I've already tried looking up whether some operations may or may not be properly supported (Take note: these are for c++. https://fgiesen.wordpress.com/2016/04/03/sse-mind-the-gap/ or http://sci.tuomastonteri.fi/programming/sse), but it seems that is not the case because the laptop I work on supports SSE 4.2.

In the current code, the following changes are applied:

  • Using more proper instructions (packed min, for example).
  • Not using the float * vector instruction (causes a lot of additional operations, see the assembly of the original).

Code ... snippets?

Apologies for the large amount of code, but I am not sure how we can discuss this concretely without this amount of code.
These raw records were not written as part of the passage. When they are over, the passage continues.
//! Shared fixtures for integration tests.
//!
//! [`ReleaseCycleEngine`] is an in-process stand-in for a workflow engine.
//! It plays the `finishReleaseCycle` fixture workflow job by job, replacing
//! every step with its mock through [`MockStep::simulate`], the same record
//! a real engine derives from the mock's script output.
#![allow(dead_code)]

pub mod assertions;
pub mod mocks;

use std::path::{Path, PathBuf};

use serde_json::json;
use workflow_fixtures::mock::{MockStep, MockSteps};
use workflow_fixtures::runner::{RunOptions, WorkflowRunner};
use workflow_fixtures::secrets::SecretMasker;
use workflow_fixtures::step::{ExecutionTrace, StepParams};
use workflow_fixtures::workflow::load_workflow;
use workflow_fixtures::{FixtureError, Result};

use assertions::NOT_A_TEAM_MEMBER_COMMENT;

pub const ACTOR: &str = "Dummy Author";
pub const ISSUE_NUMBER: &str = "1234";

pub fn fixtures_dir() -> PathBuf {
    Path::new(env!("CARGO_MANIFEST_DIR")).join("tests/fixtures")
}

pub fn release_cycle_workflow() -> PathBuf {
    fixtures_dir().join("finishReleaseCycle.yml")
}

/// An `issues` payload for a closed issue with the given labels.
pub fn closed_issue(labels: &[&str]) -> serde_json::Value {
    let labels: Vec<_> = labels.iter().map(|name| json!({ "name": name })).collect();
    json!({
        "action": "closed",
        "type": "closed",
        "issue": { "labels": labels, "number": ISSUE_NUMBER },
    })
}

/// Run options shared by the release cycle scenarios.
pub fn release_cycle_options(validate: Vec<MockStep>) -> RunOptions {
    RunOptions::new(release_cycle_workflow())
        .with_actor(ACTOR)
        .with_event_payload(closed_issue(&["StagingDeployCash"]))
        .with_secret("OS_BOTIFY_TOKEN", "dummy_token")
        .with_secret("LARGE_SECRET_PASSPHRASE", "3xtr3m3ly_53cr3t_p455w0rd")
        .with_secret("SLACK_WEBHOOK", "dummy_slack_webhook")
        .with_mock_steps(
            MockSteps::new()
                .with_job("validate", validate)
                .with_job(
                    "updateProduction",
                    mocks::FINISHRELEASECYCLE__UPDATEPRODUCTION__STEP_MOCKS(),
                )
                .with_job(
                    "createNewPatchVersion",
                    mocks::FINISHRELEASECYCLE__CREATENEWPATCHVERSION__STEP_MOCKS(),
                )
                .with_job(
                    "createNewStagingDeployCash",
                    mocks::FINISHRELEASECYCLE__CREATENEWSTAGINGDEPLOYCASH__STEP_MOCKS(),
                ),
        )
}

/// Fake engine for the `finishReleaseCycle` fixture workflow.
#[derive(Debug, Default)]
pub struct ReleaseCycleEngine;

impl WorkflowRunner for ReleaseCycleEngine {
    fn run_event(&self, event: &str, options: &RunOptions) -> Result<ExecutionTrace> {
        let graph = load_workflow(&options.workflow_file)?;
        options.mock_steps.validate_against(&graph)?;

        let mut run = Run {
            options,
            masker: options.masker(),
            trace: ExecutionTrace::default(),
        };
        if event != "issues" {
            return Ok(run.trace);
        }

        let issue = &options.event_payload["issue"];
        let is_release_issue = issue["labels"]
            .as_array()
            .is_some_and(|labels| labels.iter().any(|l| l["name"] == "StagingDeployCash"));
        if !is_release_issue {
            return Ok(run.trace);
        }
        let issue_number = match &issue["number"] {
            serde_json::Value::String(s) => s.clone(),
            other => other.to_string(),
        };
        let token = run.secret("OS_BOTIFY_TOKEN");
        let passphrase = run.secret("LARGE_SECRET_PASSPHRASE");
        let (token, passphrase) = (token.as_str(), passphrase.as_str());
        let issue_number = issue_number.as_str();

        // validate
        let mut validate = Job::new("validate");
        let actor = options.actor.as_deref().unwrap_or_default();
        let deployer = run.step(
            &mut validate,
            "Validate actor is deployer",
            &[("GITHUB_TOKEN", token), ("username", actor), ("team", "mobile-deployers")],
        )?;
        let is_deployer = output_is_true(deployer.as_ref(), "IS_DEPLOYER");

        if !is_deployer && validate.ok() {
            run.step(
                &mut validate,
                "Reopen and comment on issue (not a team member)",
                &[
                    ("GITHUB_TOKEN", token),
                    ("ISSUE_NUMBER", issue_number),
                    ("COMMENT", NOT_A_TEAM_MEMBER_COMMENT),
                ],
            )?;
        }
        let mut has_blockers = false;
        if is_deployer && validate.ok() {
            let check = run.step(
                &mut validate,
                "Check for any deploy blockers",
                &[("GITHUB_TOKEN", token), ("ISSUE_NUMBER", issue_number)],
            )?;
            has_blockers = output_is_true(check.as_ref(), "HAS_DEPLOY_BLOCKERS");
        }
        if has_blockers && validate.ok() {
            run.step(
                &mut validate,
                "Reopen and comment on issue (has blockers)",
                &[("GITHUB_TOKEN", token), ("ISSUE_NUMBER", issue_number)],
            )?;
        }
        let is_valid = validate.ok() && is_deployer && !has_blockers;
        if !is_valid {
            return Ok(run.trace);
        }

        // updateProduction and createNewPatchVersion
        let mut update_production = Job::new("updateProduction");
        run.step(
            &mut update_production,
            "Update production branch",
            &[
                ("TARGET_BRANCH", "production"),
                ("OS_BOTIFY_TOKEN", token),
                ("GPG_PASSPHRASE", passphrase),
            ],
        )?;

        let mut new_patch_version = Job::new("createNewPatchVersion");
        let version = run.step(
            &mut new_patch_version,
            "Create new version",
            &[("SEMVER_LEVEL", "PATCH")],
        )?;
        let new_version = version
            .and_then(|m| m.outputs.get("NEW_VERSION").cloned())
            .unwrap_or_default();

        if !(update_production.ok() && new_patch_version.ok()) {
            return Ok(run.trace);
        }

        // createNewStagingDeployCash
        let mut staging = Job::new("createNewStagingDeployCash");
        run.step(
            &mut staging,
            "Update staging branch to trigger staging deploy",
            &[
                ("TARGET_BRANCH", "staging"),
                ("OS_BOTIFY_TOKEN", token),
                ("GPG_PASSPHRASE", passphrase),
            ],
        )?;
        if staging.ok() {
            run.step(&mut staging, "Tag version", &[])?;
        }
        if staging.ok() {
            run.step(
                &mut staging,
                "Create new StagingDeployCash",
                &[("GITHUB_TOKEN", token), ("NPM_VERSION", new_version.as_str())],
            )?;
        }
        if !staging.ok() {
            let webhook = run.secret("SLACK_WEBHOOK");
            run.step(
                &mut staging,
                "Announce failed workflow in Slack",
                &[("SLACK_WEBHOOK", webhook.as_str())],
            )?;
        }

        Ok(run.trace)
    }
}

struct Job {
    id: &'static str,
    failed: bool,
}

impl Job {
    fn new(id: &'static str) -> Self {
        Self { id, failed: false }
    }

    fn ok(&self) -> bool {
        !self.failed
    }
}

struct Run<'a> {
    options: &'a RunOptions,
    masker: SecretMasker,
    trace: ExecutionTrace,
}

impl Run<'_> {
    fn secret(&self, name: &str) -> String {
        self.options.secrets.get(name).cloned().unwrap_or_default()
    }

    /// Execute the mock for a step. Returns the mock if the step ran.
    fn step(
        &mut self,
        job: &mut Job,
        name: &str,
        with: &[(&str, &str)],
    ) -> Result<Option<MockStep>> {
        let mock = self
            .options
            .mock_steps
            .get(job.id)
            .and_then(|mocks| mocks.iter().find(|m| m.name == name))
            .cloned()
            .ok_or_else(|| FixtureError::Execution {
                message: format!("no mock for step '{}' in job '{}'", name, job.id),
            })?;

        let inputs: StepParams = with
            .iter()
            .map(|(key, value)| (*key, self.masker.mask(value)))
            .collect();
        let Some(record) = mock.simulate(&inputs, &StepParams::new()) else {
            return Ok(None);
        };
        if record.status != 0 {
            job.failed = true;
        }
        self.trace.push(record);
        Ok(Some(mock))
    }
}

fn output_is_true(mock: Option<&MockStep>, key: &str) -> bool {
    mock.and_then(|m| m.outputs.get(key))
        .is_some_and(|value| value == "true")
}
Code of Ray -> BoundingBox

public bool CollidesWith(Ray ray, out float t)
    // https://gamedev.stackexchange.com/questions/18436/most-efficient-aabb-vs-ray-collision-algorithms
    // r.dir is unit direction vector of ray
    float dirfracx = 1.0f / ray.direction.X;
    float dirfracy = 1.0f / ray.direction.Y;
    // lb is the corner of AABB with minimal coordinates - left bottom, rt is maximal corner
    // r.org is origin of ray
    float t1 = (this.rx.min - ray.origin.X) * dirfracx;
    float t2 = (this.rx.max - ray.origin.X) * dirfracx;
    float t3 = (this.ry.min - ray.origin.Y) * dirfracy;
    float t4 = (this.ry.max - ray.origin.Y) * dirfracy;

    float tmin = Math.Max(Math.Min(t1, t2), Math.Min(t3, t4));
    float tmax = Math.Min(Math.Max(t1, t2), Math.Max(t3, t4));

    // if tmax < 0, ray (line) is intersecting AABB, but the whole AABB is behind us
    if (tmax < 0)
        t = tmax;
        return false;

    // if tmin > tmax, ray doesn't intersect AABB
    if (tmin > tmax)
        t = tmax;
        return false;

    t = tmin;
    return true;

Code of RayPack -> BoundingBoxPack

public Vector<int> CollidesWith(ref RayPack ray, out Vector<float> t)
    // ------------------------------------------------------- \\
    // compute the collision.                                  \\

    Vector<float> dirfracx = Constants.ones / ray.direction.x;
    Vector<float> dirfracy = Constants.ones / ray.direction.y;

    Vector<float> t1 = (this.rx.min - ray.origin.x) * dirfracx;
    Vector<float> t2 = (this.rx.max - ray.origin.x) * dirfracx;
    Vector<float> t3 = (this.ry.min - ray.origin.y) * dirfracy;
    Vector<float> t4 = (this.ry.max - ray.origin.y) * dirfracy;

    Vector<float> tmin = Vector.Max(Vector.Min(t1, t2), Vector.Min(t3, t4));
    Vector<float> tmax = Vector.Min(Vector.Max(t1, t2), Vector.Max(t3, t4));

    Vector<int> lessThanZeroMask = Vector.GreaterThan(tmax, Constants.zeros);
    Vector<int> greaterMask = Vector.LessThan(tmin, tmax);
    Vector<int> combinedMask = Vector.BitwiseOr(lessThanZeroMask, greaterMask);

    // ------------------------------------------------------- \\
    // Keep track of the t's that collided.                    \\

    t = Vector.ConditionalSelect(combinedMask, tmin, Constants.floatMax);

    return combinedMask;

Code of Ray -> Circle

public bool Intersect(Circle other)
    // Step 0: Work everything out on paper!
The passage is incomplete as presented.